Let's use our newly-created CA to generate the etcd certificates. Note that we throw almost every IP address/hostname we can think of into the SANs field (why not?):
GKE_NODE_PUBLIC_IPv4=$(gcloud compute instances list --format=json |
jq -r '[.[].networkInterfaces[0].accessConfigs[0].natIP] | join(",")')

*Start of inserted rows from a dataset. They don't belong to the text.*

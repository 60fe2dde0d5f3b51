use std::fmt;

use serde::{Deserialize, Serialize};

use crate::error::DecodeError;
use crate::patch::PatchJobSpec;

/// One step in a workflow: a named job with a type tag and a type-specific
/// spec payload.
///
/// Definitions are owned by the workflow that contains them and are mutated
/// in place by lifecycle phases.
#[derive(Debug, Clone, PartialEq, Serialize, Deserialize)]
pub struct JobDefinition {
  pub name: String,
  pub job_type: JobType,
  #[serde(default)]
  pub spec: JobSpec,
}

/// Job-type tag stored on a definition and used for behavior dispatch.
#[derive(Debug, Clone, Copy, PartialEq, Eq, Hash, Serialize, Deserialize)]
#[serde(rename_all = "kebab-case")]
pub enum JobType {
  /// Apply strategic patches to resources in one cluster namespace.
  K8sPatch,
  /// Engine-defined build/exec steps; the embedding engine registers the
  /// behavior for this tag.
  Freestyle,
}

impl fmt::Display for JobType {
  fn fmt(&self, f: &mut fmt::Formatter<'_>) -> fmt::Result {
    match self {
      JobType::K8sPatch => f.write_str("k8s-patch"),
      JobType::Freestyle => f.write_str("freestyle"),
    }
  }
}

/// A job spec in one of its two states.
///
/// Deserialization always produces `Raw` - the payload exactly as stored.
/// Lifecycle phases decode it and re-establish the typed arm, so phases that
/// follow observe typed state whatever shape the spec held on entry.
/// Serialization is transparent either way.
#[derive(Debug, Clone, PartialEq, Serialize, Deserialize)]
#[serde(untagged)]
pub enum JobSpec {
  Raw(serde_json::Value),
  K8sPatch(Box<PatchJobSpec>),
}

impl JobSpec {
  /// The payload form of this spec, re-encoding the typed arm if needed.
  pub fn to_value(&self) -> Result<serde_json::Value, DecodeError> {
    match self {
      JobSpec::Raw(value) => Ok(value.clone()),
      JobSpec::K8sPatch(spec) => Ok(serde_json::to_value(spec)?),
    }
  }
}

impl Default for JobSpec {
  fn default() -> Self {
    JobSpec::Raw(serde_json::Value::Null)
  }
}
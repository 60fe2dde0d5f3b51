use thiserror::Error;

/// Errors from cluster inventory queries.
#[derive(Debug, Error)]
pub enum CatalogError {
  /// The inventory lookup failed.
  #[error("cluster query failed: {reason}")]
  Query { reason: String },
}
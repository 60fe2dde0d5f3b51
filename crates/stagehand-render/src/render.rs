use std::collections::HashMap;

use minijinja::syntax::SyntaxConfig;
use minijinja::{Environment, ErrorKind, UndefinedBehavior};

use crate::error::RenderError;

/// Marker convention used to spot parameter references in a template.
#[derive(Debug, Clone, Copy, Default, PartialEq, Eq)]
pub enum DelimiterStyle {
  /// Render-value markers of the form `{{.name}}`. A `{{ name }}` without
  /// the leading dot is not a marker and stays literal.
  #[default]
  RenderValue,
}

impl DelimiterStyle {
  fn syntax(self) -> Result<SyntaxConfig, RenderError> {
    match self {
      DelimiterStyle::RenderValue => SyntaxConfig::builder()
        .variable_delimiters("{{.", "}}")
        .build()
        .map_err(|e| RenderError::Render {
          message: e.to_string(),
        }),
    }
  }
}

/// Render `template`, substituting the names in `params`.
///
/// An unresolved parameter reference fails the render; see the crate docs
/// for the policy.
pub fn render(
  template: &str,
  style: DelimiterStyle,
  params: &HashMap<String, String>,
) -> Result<String, RenderError> {
  let mut env = Environment::new();
  env.set_undefined_behavior(UndefinedBehavior::Strict);
  env.set_syntax(style.syntax()?);

  env.render_str(template, params).map_err(|e| match e.kind() {
    ErrorKind::UndefinedError => RenderError::UnresolvedParam {
      message: e.to_string(),
    },
    _ => RenderError::Render {
      message: e.to_string(),
    },
  })
}

#[cfg(test)]
mod tests {
  use super::*;

  fn params(pairs: &[(&str, &str)]) -> HashMap<String, String> {
    pairs
      .iter()
      .map(|(k, v)| (k.to_string(), v.to_string()))
      .collect()
  }

  #[test]
  fn test_render_substitutes_param() {
    let out = render(
      "value: {{.foo}}",
      DelimiterStyle::RenderValue,
      &params(&[("foo", "bar")]),
    )
    .unwrap();
    assert_eq!(out, "value: bar");
  }

  #[test]
  fn test_render_multiple_markers() {
    let out = render(
      "image: {{.repo}}:{{.tag}}",
      DelimiterStyle::RenderValue,
      &params(&[("repo", "web"), ("tag", "v2")]),
    )
    .unwrap();
    assert_eq!(out, "image: web:v2");
  }

  #[test]
  fn test_render_unresolved_param_fails() {
    let result = render(
      "value: {{.missing}}",
      DelimiterStyle::RenderValue,
      &params(&[("foo", "bar")]),
    );
    assert!(matches!(result, Err(RenderError::UnresolvedParam { .. })));
  }

  #[test]
  fn test_render_plain_text_untouched() {
    let out = render("replicas: 3", DelimiterStyle::RenderValue, &HashMap::new()).unwrap();
    assert_eq!(out, "replicas: 3");
  }

  #[test]
  fn test_render_dotless_braces_stay_literal() {
    let out = render(
      "value: {{ foo }}",
      DelimiterStyle::RenderValue,
      &params(&[("foo", "bar")]),
    )
    .unwrap();
    assert_eq!(out, "value: {{ foo }}");
  }
}
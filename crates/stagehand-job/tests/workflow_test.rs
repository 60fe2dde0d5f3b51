//! Tests for the workflow-level phase drivers.

use serde_json::json;
use stagehand_cluster::StaticCatalog;
use stagehand_job::{
  JobRegistry, instantiate_workflow, lint_workflow, merge_workflow_args, preset_workflow,
  workflow_to_tasks,
};
use stagehand_license::{Licensed, Unlicensed};
use stagehand_workflow::{
  JobDefinition, JobSpec, JobType, StageDefinition, WorkflowDefinition,
};

fn patch_job(name: &str, resource: &str) -> JobDefinition {
  JobDefinition {
    name: name.to_string(),
    job_type: JobType::K8sPatch,
    spec: JobSpec::Raw(json!({
      "cluster_id": "c-1",
      "namespace": "staging",
      "patch_items": [{
        "resource_name": resource,
        "resource_kind": "Deployment",
        "patch_content": "replicas: {{.count}}",
        "params": {"count": "2"},
      }],
    })),
  }
}

fn release_workflow() -> WorkflowDefinition {
  WorkflowDefinition {
    name: "release".to_string(),
    stages: vec![
      StageDefinition {
        name: "canary".to_string(),
        jobs: vec![patch_job("patch-canary", "web-canary")],
      },
      StageDefinition {
        name: "rollout".to_string(),
        jobs: vec![
          patch_job("patch-web", "web"),
          patch_job("patch-api", "api"),
        ],
      },
    ],
  }
}

#[test]
fn test_workflow_to_tasks_preserves_stage_order() {
  let registry = JobRegistry::builtin();
  let mut workflow = release_workflow();

  let tasks = workflow_to_tasks(&mut workflow, &registry, 11).unwrap();

  let names: Vec<&str> = tasks.iter().map(|t| t.name.as_str()).collect();
  assert_eq!(names, ["patch-canary", "patch-web", "patch-api"]);
}

#[test]
fn test_instantiate_and_preset_cover_every_job() {
  let registry = JobRegistry::builtin();
  let catalog = StaticCatalog::new(vec![]);
  let mut workflow = release_workflow();

  instantiate_workflow(&mut workflow, &registry).unwrap();
  preset_workflow(&mut workflow, &registry, &catalog).unwrap();

  for job in workflow.jobs() {
    assert!(matches!(job.spec, JobSpec::K8sPatch(_)));
  }
}

#[test]
fn test_merge_workflow_args_matches_by_name() {
  let registry = JobRegistry::builtin();
  let mut workflow = release_workflow();

  let args = WorkflowDefinition {
    name: "release".to_string(),
    stages: vec![StageDefinition {
      name: "rollout".to_string(),
      jobs: vec![patch_job("patch-api", "api-override")],
    }],
  };

  merge_workflow_args(&mut workflow, &registry, &args).unwrap();

  let merged = workflow.find_job("patch-api").unwrap();
  let JobSpec::K8sPatch(spec) = &merged.spec else {
    panic!("merged spec is not typed");
  };
  assert_eq!(spec.patch_items[0].resource_name, "api-override");

  // jobs without a counterpart in args stay raw and untouched
  let untouched = workflow.find_job("patch-web").unwrap();
  assert!(matches!(untouched.spec, JobSpec::Raw(_)));
}

#[test]
fn test_lint_workflow_stops_on_denial() {
  let registry = JobRegistry::builtin();
  let workflow = release_workflow();

  assert!(lint_workflow(&workflow, &registry, &Licensed).is_ok());
  assert!(lint_workflow(&workflow, &registry, &Unlicensed).is_err());
}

PUBLIC_HOSTNAMES=ns-aws.sslip.io,ns-azure.sslip.io,ns-gce.sslip.io
HOSTNAMES=ns-aws,ns-azure,ns-gce
IPv4=127.0.0.1,52.0.56.137,52.187.42.158,104.155.144.4,$GKE_NODE_PUBLIC_IPv4
IPv6=::1,2600:1f18:aaf:6900::a
cfssl gencert \
-ca=ca.pem \
-ca-key=etcd-ca-key.pem \
-config=ca-config.json \
-hostname=${PUBLIC_HOSTNAMES},${HOSTNAMES},${IPv4},${IPv6} \
-profile=etcd \
etcd-csr.json | cfssljson -bare etcd
The key is saved in LastPass as etcd-key.pem
.
Generating a New Cert for a New etcd Node
Let's say you've introduced new IPv4 addresses, or that you've recreated your GKE clusters, and all the addresses have changed, then you'll need to regenerate the certificates:
lpass show --note etcd-ca-key.pem > etcd-ca-key.pem
lpass show --note etcd-key.pem > etcd-key.pem
GKE_NODE_PUBLIC_IPv4=$(gcloud compute instances list --format=json |
jq -r '[.[].networkInterfaces[0].accessConfigs[0].natIP] | join(",")')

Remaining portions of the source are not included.